__Exercise prompt__
Repeat word for word the opening stretch of the entries, from the first line through the line containing "use std::sync::Arc;".

.....

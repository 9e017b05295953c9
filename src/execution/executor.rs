//! Step executor - runs individual steps against the task registry

use crate::{
    core::Step,
    tasks::{TaskContext, TaskError, TaskRegistry, TaskReport},
};
use std::sync::Arc;
use tokio::time::{timeout, Duration};
use tracing::{debug, error, info};

/// Result of executing a step
#[derive(Debug, Clone)]
pub enum ExecutionResult {
    /// Step completed successfully
    Success { report: TaskReport },

    /// Step failed
    Failed { error: String },
}

impl ExecutionResult {
    pub fn is_success(&self) -> bool {
        matches!(self, ExecutionResult::Success { .. })
    }
}

/// Executes a single step
#[derive(Debug, Clone)]
pub struct StepExecutor {
    registry: Arc<TaskRegistry>,
    timeout: Duration,
}

impl StepExecutor {
    pub fn new(registry: Arc<TaskRegistry>, timeout: Duration) -> Self {
        Self { registry, timeout }
    }

    pub fn registry(&self) -> &Arc<TaskRegistry> {
        &self.registry
    }

    /// Execute a step and return the result
    pub async fn execute(&self, step: &Step, ctx: &TaskContext) -> ExecutionResult {
        info!("Executing step: {} ({})", step.id, step.task);

        match self.run_task(step, ctx).await {
            Ok(report) => {
                debug!(
                    "Step {} wrote {} files with {} warnings",
                    step.id,
                    report.outputs.len(),
                    report.warnings.len()
                );
                ExecutionResult::Success { report }
            }
            Err(e) => {
                error!("Step {} failed: {}", step.id, e);
                ExecutionResult::Failed {
                    error: e.to_string(),
                }
            }
        }
    }

    async fn run_task(&self, step: &Step, ctx: &TaskContext) -> Result<TaskReport, TaskError> {
        let task = self
            .registry
            .get(&step.task)
            .ok_or_else(|| TaskError::UnknownTask(step.task.clone()))?;

        match timeout(self.timeout, task.run(ctx)).await {
            Ok(result) => result,
            Err(_) => Err(TaskError::Timeout(self.timeout.as_secs())),
        }
    }
}
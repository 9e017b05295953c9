//! Source watching and incremental rebuilds

use super::reload::ReloadHub;
use crate::{
    core::{config::WatchRuleConfig, FileSet, Pipeline, ReloadKind, SelectionError},
    execution::{ExecutionEngine, ExecutionError},
    tasks::TaskContext,
};
use notify::{Config, Event, EventKind, RecommendedWatcher, RecursiveMode, Watcher};
use std::path::{Path, PathBuf};
use std::time::Duration;
use tokio::sync::mpsc;
use tracing::{debug, info, warn};

/// Source globs mapped to the tasks they trigger
#[derive(Debug, Clone)]
pub struct WatchRule {
    pub paths: FileSet,
    pub tasks: Vec<String>,
    pub reload: ReloadKind,
}

impl WatchRule {
    pub fn from_config(source_root: &Path, config: &WatchRuleConfig) -> Result<Self, SelectionError> {
        Ok(Self {
            paths: FileSet::new(source_root, &config.paths)?,
            tasks: config.tasks.clone(),
            reload: config.reload,
        })
    }

    pub fn matches(&self, path: &Path) -> bool {
        self.paths.matches(path)
    }
}

/// Tasks to rerun for a batch of changes, and the reload that follows
#[derive(Debug, Clone, PartialEq, Eq)]
pub struct ChangePlan {
    pub tasks: Vec<String>,
    pub reload: ReloadKind,
}

/// Rebuilds outputs when sources change and tells browsers to reload
pub struct DevSession {
    ctx: TaskContext,
    engine: ExecutionEngine,
    rules: Vec<WatchRule>,
    hub: ReloadHub,
}

impl DevSession {
    pub fn new(ctx: TaskContext, engine: ExecutionEngine, hub: ReloadHub) -> Result<Self, SelectionError> {
        let rules = ctx
            .config
            .watch
            .iter()
            .map(|rule| WatchRule::from_config(&ctx.source_root, rule))
            .collect::<Result<Vec<_>, _>>()?;

        Ok(Self {
            ctx,
            engine,
            rules,
            hub,
        })
    }

    pub fn rules(&self) -> &[WatchRule] {
        &self.rules
    }

    pub fn hub(&self) -> &ReloadHub {
        &self.hub
    }

    /// Work out what a batch of changed paths requires; `None` when no rule matches
    pub fn plan(&self, paths: &[PathBuf]) -> Option<ChangePlan> {
        let mut tasks: Vec<String> = Vec::new();
        let mut reload = ReloadKind::None;
        let mut matched = false;

        for rule in &self.rules {
            if !paths.iter().any(|path| rule.matches(path)) {
                continue;
            }
            matched = true;
            reload = reload.max(rule.reload);
            for task in &rule.tasks {
                if !tasks.contains(task) {
                    tasks.push(task.clone());
                }
            }
        }

        matched.then_some(ChangePlan { tasks, reload })
    }

    /// Rerun the tasks matching `paths`, then signal the strongest reload.
    ///
    /// Returns the reload that was sent, or `None` when no rule matched.
    /// A failed rerun sends nothing.
    pub async fn handle_changes(&self, paths: &[PathBuf]) -> Result<Option<ReloadKind>, ExecutionError> {
        let Some(plan) = self.plan(paths) else {
            debug!("No watch rule matches {:?}", paths);
            return Ok(None);
        };

        info!("Change detected, running {}", plan.tasks.join(", "));
        let mut pipeline = Pipeline::from_tasks("watch", &plan.tasks);
        self.engine.execute(&mut pipeline, &self.ctx).await?;

        self.hub.notify(plan.reload);
        Ok(Some(plan.reload))
    }
}

/// Debounced filesystem watcher over the source root
pub struct SourceWatcher {
    _watcher: RecommendedWatcher,
    rx: mpsc::UnboundedReceiver<PathBuf>,
    debounce: Duration,
}

impl SourceWatcher {
    pub fn start(root: &Path, debounce: Duration) -> notify::Result<Self> {
        let (tx, rx) = mpsc::unbounded_channel();

        let mut watcher = RecommendedWatcher::new(
            move |res: notify::Result<Event>| match res {
                Ok(event) => {
                    // Only creations, modifications and removals trigger rebuilds
                    match event.kind {
                        EventKind::Create(_) | EventKind::Modify(_) | EventKind::Remove(_) => {}
                        _ => return,
                    }
                    for path in event.paths {
                        let _ = tx.send(path);
                    }
                }
                Err(err) => warn!("Watch error: {}", err),
            },
            Config::default(),
        )?;
        watcher.watch(root, RecursiveMode::Recursive)?;
        info!("Watching {}", root.display());

        Ok(Self {
            _watcher: watcher,
            rx,
            debounce,
        })
    }

    /// Wait for a change, then gather everything that follows until the
    /// debounce window passes quietly. Returns `None` once the watcher is gone.
    pub async fn next_batch(&mut self) -> Option<Vec<PathBuf>> {
        let first = self.rx.recv().await?;
        let mut batch = vec![first];

        loop {
            match tokio::time::timeout(self.debounce, self.rx.recv()).await {
                Ok(Some(path)) => {
                    if !batch.contains(&path) {
                        batch.push(path);
                    }
                }
                Ok(None) | Err(_) => break,
            }
        }

        debug!("Change batch: {:?}", batch);
        Some(batch)
    }
}
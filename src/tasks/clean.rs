//! Removes the previous build output

use super::{AssetTask, TaskContext, TaskError, TaskReport};
use async_trait::async_trait;
use tracing::{debug, info};

/// Deletes the build root so every full build starts fresh
#[derive(Debug, Clone, Copy, Default)]
pub struct CleanTask;

#[async_trait]
impl AssetTask for CleanTask {
    fn name(&self) -> &str {
        "clean"
    }

    async fn run(&self, ctx: &TaskContext) -> Result<TaskReport, TaskError> {
        let root = &ctx.build_root;

        let exists = tokio::fs::try_exists(root)
            .await
            .map_err(TaskError::io(root))?;
        if !exists {
            debug!("Nothing to clean at {}", root.display());
            return Ok(TaskReport::default());
        }

        tokio::fs::remove_dir_all(root)
            .await
            .map_err(TaskError::io(root))?;
        info!("Removed {}", root.display());

        Ok(TaskReport::default())
    }
}
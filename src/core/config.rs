//! Build configuration from YAML

use crate::core::composition::Composition;
use crate::tasks::BUILTIN_TASKS;
use anyhow::{Context, Result};
use serde::{Deserialize, Serialize};
use std::collections::BTreeMap;
use std::path::{Component, Path, PathBuf};

/// Default configuration file name, looked up in the current directory
pub const DEFAULT_CONFIG_FILE: &str = "sitepipe.yaml";

/// Top-level build configuration loaded from YAML
///
/// Every field has a default, so an empty file (or no file at all)
/// describes the conventional `source/` → `build/` layout.
#[derive(Debug, Clone, Serialize, Deserialize)]
#[serde(default)]
pub struct BuildConfig {
    /// Directory holding the sources, relative to the project root
    pub source_dir: PathBuf,

    /// Directory receiving the build output, relative to the project root
    pub build_dir: PathBuf,

    /// Stylesheet compilation
    pub styles: StylesConfig,

    /// HTML minification
    pub markup: MarkupConfig,

    /// Script minification
    pub scripts: AssetSelection,

    /// Raster image handling
    pub images: ImagesConfig,

    /// SVG handling
    pub vectors: VectorsConfig,

    /// Files copied verbatim (fonts, favicon, manifest)
    pub static_files: AssetSelection,

    /// Development server
    pub server: ServerConfig,

    /// Watch rules for the development flow
    pub watch: Vec<WatchRuleConfig>,

    /// Named task graphs
    pub graphs: BTreeMap<String, Composition>,

    /// Timeout applied to every task run (in seconds)
    pub task_timeout_secs: u64,
}

/// A set of source globs and the output directory they are written to
#[derive(Debug, Clone, PartialEq, Eq, Serialize, Deserialize)]
pub struct AssetSelection {
    /// Glob patterns relative to the source root; a leading `!` excludes
    pub sources: Vec<String>,

    /// Explicit base directory stripped from matched paths.
    /// When unset, each pattern's own glob base is used.
    #[serde(default)]
    pub base: Option<PathBuf>,

    /// Output directory relative to the build root
    #[serde(default)]
    pub output: PathBuf,
}

impl AssetSelection {
    pub fn new<S: Into<String>>(sources: impl IntoIterator<Item = S>, output: impl Into<PathBuf>) -> Self {
        Self {
            sources: sources.into_iter().map(Into::into).collect(),
            base: None,
            output: output.into(),
        }
    }

    pub fn with_base(mut self, base: impl Into<PathBuf>) -> Self {
        self.base = Some(base.into());
        self
    }
}

/// Stylesheet compilation settings
#[derive(Debug, Clone, Serialize, Deserialize)]
#[serde(default)]
pub struct StylesConfig {
    /// Entry stylesheet relative to the source root
    pub entry: PathBuf,

    /// Compiled stylesheet path relative to the build root
    pub output: PathBuf,

    /// Write a `.map` file next to the output
    pub source_map: bool,

    /// Browserslist queries used for vendor prefixing
    pub browserslist: Vec<String>,

    /// Extra directories searched by `@use` and `@import`, relative to the source root
    pub load_paths: Vec<PathBuf>,
}

impl Default for StylesConfig {
    fn default() -> Self {
        Self {
            entry: PathBuf::from("sass/style.scss"),
            output: PathBuf::from("css/style.min.css"),
            source_map: true,
            browserslist: vec!["defaults".to_string()],
            load_paths: Vec::new(),
        }
    }
}

/// HTML minification settings
#[derive(Debug, Clone, Serialize, Deserialize)]
#[serde(default)]
pub struct MarkupConfig {
    pub sources: Vec<String>,
    pub output: PathBuf,
    /// Keep HTML comments in the minified output
    pub keep_comments: bool,
}

impl Default for MarkupConfig {
    fn default() -> Self {
        Self {
            sources: vec!["*.html".to_string()],
            output: PathBuf::new(),
            keep_comments: true,
        }
    }
}

impl MarkupConfig {
    pub fn selection(&self) -> AssetSelection {
        AssetSelection::new(self.sources.clone(), self.output.clone())
    }
}

/// Raster image settings
#[derive(Debug, Clone, Serialize, Deserialize)]
#[serde(default)]
pub struct ImagesConfig {
    /// Images copied unmodified
    pub copy: AssetSelection,

    /// Images recompressed in their own format
    pub optimize: AssetSelection,

    /// Images converted to WebP
    pub webp: AssetSelection,

    /// JPEG quality used when recompressing (1-100)
    pub jpeg_quality: u8,
}

impl Default for ImagesConfig {
    fn default() -> Self {
        let optimized = ["img/**/*.{jpg,png}", "!img/favicons/*.{jpg,png}"];
        Self {
            copy: AssetSelection::new(["images/**/*.{jpg,png}"], "images"),
            optimize: AssetSelection::new(optimized, "img"),
            webp: AssetSelection::new(optimized, "img"),
            jpeg_quality: 75,
        }
    }
}

/// SVG settings
#[derive(Debug, Clone, Serialize, Deserialize)]
#[serde(default)]
pub struct VectorsConfig {
    /// Standalone vector images copied verbatim
    pub copy: AssetSelection,

    /// Icons stacked into a sprite sheet
    pub sprite: SpriteConfig,
}

impl Default for VectorsConfig {
    fn default() -> Self {
        Self {
            copy: AssetSelection::new(["img/**/*.svg", "!img/sprite/*.svg"], "img"),
            sprite: SpriteConfig::default(),
        }
    }
}

/// Sprite sheet settings
#[derive(Debug, Clone, Serialize, Deserialize)]
#[serde(default)]
pub struct SpriteConfig {
    /// Icon globs relative to the source root
    pub sources: Vec<String>,

    /// Sprite file path relative to the build root
    pub output: PathBuf,
}

impl Default for SpriteConfig {
    fn default() -> Self {
        Self {
            sources: vec!["img/sprite/*.svg".to_string()],
            output: PathBuf::from("img/sprite.svg"),
        }
    }
}

/// Development server settings
#[derive(Debug, Clone, Serialize, Deserialize)]
#[serde(default)]
pub struct ServerConfig {
    pub host: String,
    pub port: u16,

    /// Send permissive cross-origin headers
    pub cors: bool,

    /// Quiet period used to coalesce file change events (in milliseconds)
    pub watch_debounce_ms: u64,
}

impl Default for ServerConfig {
    fn default() -> Self {
        Self {
            host: "127.0.0.1".to_string(),
            port: 3000,
            cors: true,
            watch_debounce_ms: 100,
        }
    }
}

/// What connected browsers should do after a watched rebuild
#[derive(Debug, Clone, Copy, PartialEq, Eq, PartialOrd, Ord, Hash, Serialize, Deserialize, Default)]
#[serde(rename_all = "lowercase")]
pub enum ReloadKind {
    /// Rebuild only
    #[default]
    None,
    /// Re-fetch stylesheets in place
    Css,
    /// Reload the page
    Full,
}

/// A watch rule: source globs, the tasks they trigger, and the reload that follows
#[derive(Debug, Clone, PartialEq, Eq, Serialize, Deserialize)]
pub struct WatchRuleConfig {
    /// Globs relative to the source root
    pub paths: Vec<String>,

    /// Tasks to run, in order
    pub tasks: Vec<String>,

    #[serde(default)]
    pub reload: ReloadKind,
}

impl WatchRuleConfig {
    fn new(paths: &[&str], tasks: &[&str], reload: ReloadKind) -> Self {
        Self {
            paths: paths.iter().map(|p| p.to_string()).collect(),
            tasks: tasks.iter().map(|t| t.to_string()).collect(),
            reload,
        }
    }
}

fn default_watch_rules() -> Vec<WatchRuleConfig> {
    vec![
        WatchRuleConfig::new(&["sass/**/*.scss"], &["styles"], ReloadKind::Css),
        WatchRuleConfig::new(&["js/script.js"], &["scripts"], ReloadKind::None),
        WatchRuleConfig::new(&["*.html"], &["html"], ReloadKind::Full),
        WatchRuleConfig::new(&["js/*.js"], &["scripts"], ReloadKind::Full),
    ]
}

impl Default for BuildConfig {
    fn default() -> Self {
        Self {
            source_dir: PathBuf::from("source"),
            build_dir: PathBuf::from("build"),
            styles: StylesConfig::default(),
            markup: MarkupConfig::default(),
            scripts: AssetSelection::new(["js/*.js"], "js"),
            images: ImagesConfig::default(),
            vectors: VectorsConfig::default(),
            static_files: AssetSelection::new(
                ["fonts/*.{woff2,woff}", "*.ico", "*.webmanifest"],
                "",
            )
            .with_base(""),
            server: ServerConfig::default(),
            watch: default_watch_rules(),
            graphs: Composition::default_graphs(),
            task_timeout_secs: 300,
        }
    }
}

impl BuildConfig {
    /// Load build configuration from a YAML file
    pub fn from_file<P: AsRef<Path>>(path: P) -> Result<Self> {
        let path = path.as_ref();
        let content = std::fs::read_to_string(path)
            .with_context(|| format!("Failed to read config file {}", path.display()))?;
        Self::from_yaml(&content)
            .with_context(|| format!("Invalid config file {}", path.display()))
    }

    /// Parse build configuration from a YAML string
    pub fn from_yaml(yaml: &str) -> Result<Self> {
        let mut config: BuildConfig = if yaml.trim().is_empty() {
            BuildConfig::default()
        } else {
            serde_yaml::from_str(yaml)?
        };

        // User graphs extend the defaults rather than replacing them
        for (name, graph) in Composition::default_graphs() {
            config.graphs.entry(name).or_insert(graph);
        }

        config.validate()?;
        Ok(config)
    }

    /// Validate the build configuration
    pub fn validate(&self) -> Result<()> {
        let build = normalize(&self.build_dir).with_context(|| {
            format!(
                "build_dir '{}' must be a relative path inside the project root",
                self.build_dir.display()
            )
        })?;

        if build.as_os_str().is_empty() {
            anyhow::bail!("build_dir must not be the project root");
        }

        // A source dir outside the project cannot be under the build dir
        let source = normalize(&self.source_dir);
        if source.as_ref() == Some(&build) {
            anyhow::bail!("build_dir and source_dir must differ");
        }
        if source.is_some_and(|source| source.starts_with(&build)) {
            anyhow::bail!(
                "source_dir '{}' is inside build_dir '{}' and would be deleted by clean",
                self.source_dir.display(),
                self.build_dir.display()
            );
        }

        let selections = [
            ("scripts", &self.scripts.sources),
            ("markup", &self.markup.sources),
            ("images.copy", &self.images.copy.sources),
            ("images.optimize", &self.images.optimize.sources),
            ("images.webp", &self.images.webp.sources),
            ("vectors.copy", &self.vectors.copy.sources),
            ("vectors.sprite", &self.vectors.sprite.sources),
            ("static_files", &self.static_files.sources),
        ];
        for (name, sources) in selections {
            if !sources.iter().any(|s| !s.starts_with('!')) {
                anyhow::bail!("'{}' needs at least one include pattern", name);
            }
        }

        if !(1..=100).contains(&self.images.jpeg_quality) {
            anyhow::bail!(
                "images.jpeg_quality must be between 1 and 100, got {}",
                self.images.jpeg_quality
            );
        }

        for (name, graph) in &self.graphs {
            for task in graph.task_names() {
                if !BUILTIN_TASKS.contains(&task) {
                    anyhow::bail!("Graph '{}' references unknown task '{}'", name, task);
                }
            }
        }

        for (index, rule) in self.watch.iter().enumerate() {
            if rule.paths.is_empty() {
                anyhow::bail!("Watch rule {} has no paths", index + 1);
            }
            for task in &rule.tasks {
                if !BUILTIN_TASKS.contains(&task.as_str()) {
                    anyhow::bail!("Watch rule {} references unknown task '{}'", index + 1, task);
                }
            }
        }

        Ok(())
    }

    /// Look up a named task graph
    pub fn graph(&self, name: &str) -> Option<&Composition> {
        self.graphs.get(name)
    }
}

/// A configuration together with the directory its paths are relative to
#[derive(Debug, Clone)]
pub struct Project {
    pub root: PathBuf,
    pub config: BuildConfig,
}

impl Project {
    pub fn new(root: impl Into<PathBuf>, config: BuildConfig) -> Self {
        Self {
            root: root.into(),
            config,
        }
    }

    /// Load the project configuration.
    ///
    /// An explicit path must exist. Without one, `sitepipe.yaml` in the
    /// current directory is used when present, otherwise the defaults.
    pub fn load(explicit: Option<&Path>) -> Result<Self> {
        match explicit {
            Some(path) => {
                let config = BuildConfig::from_file(path)?;
                let root = path
                    .parent()
                    .filter(|p| !p.as_os_str().is_empty())
                    .map(Path::to_path_buf)
                    .unwrap_or_else(|| PathBuf::from("."));
                Ok(Self::new(root, config))
            }
            None => {
                let cwd = std::env::current_dir().context("Failed to read current directory")?;
                let default_path = cwd.join(DEFAULT_CONFIG_FILE);
                let config = if default_path.is_file() {
                    BuildConfig::from_file(&default_path)?
                } else {
                    BuildConfig::default()
                };
                Ok(Self::new(cwd, config))
            }
        }
    }

    pub fn source_root(&self) -> PathBuf {
        self.root.join(&self.config.source_dir)
    }

    pub fn build_root(&self) -> PathBuf {
        self.root.join(&self.config.build_dir)
    }
}

/// Resolve `.` and `..` lexically, relative to the project root.
///
/// `None` for absolute paths and for paths that climb out of the root.
fn normalize(path: &Path) -> Option<PathBuf> {
    let mut normalized = PathBuf::new();
    for component in path.components() {
        match component {
            Component::CurDir => {}
            Component::ParentDir => {
                if !normalized.pop() {
                    return None;
                }
            }
            Component::Normal(part) => normalized.push(part),
            Component::RootDir | Component::Prefix(_) => return None,
        }
    }
    Some(normalized)
}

.....

__Exercise answer__
repository 9e017b05295953c9
filename src/execution/executor.rs
//! Step executor - runs individual steps against the task registry

use crate::{
    core::Step,
    tasks::{TaskContext, TaskError, TaskRegistry, TaskReport},
};
use std::sync::Arc;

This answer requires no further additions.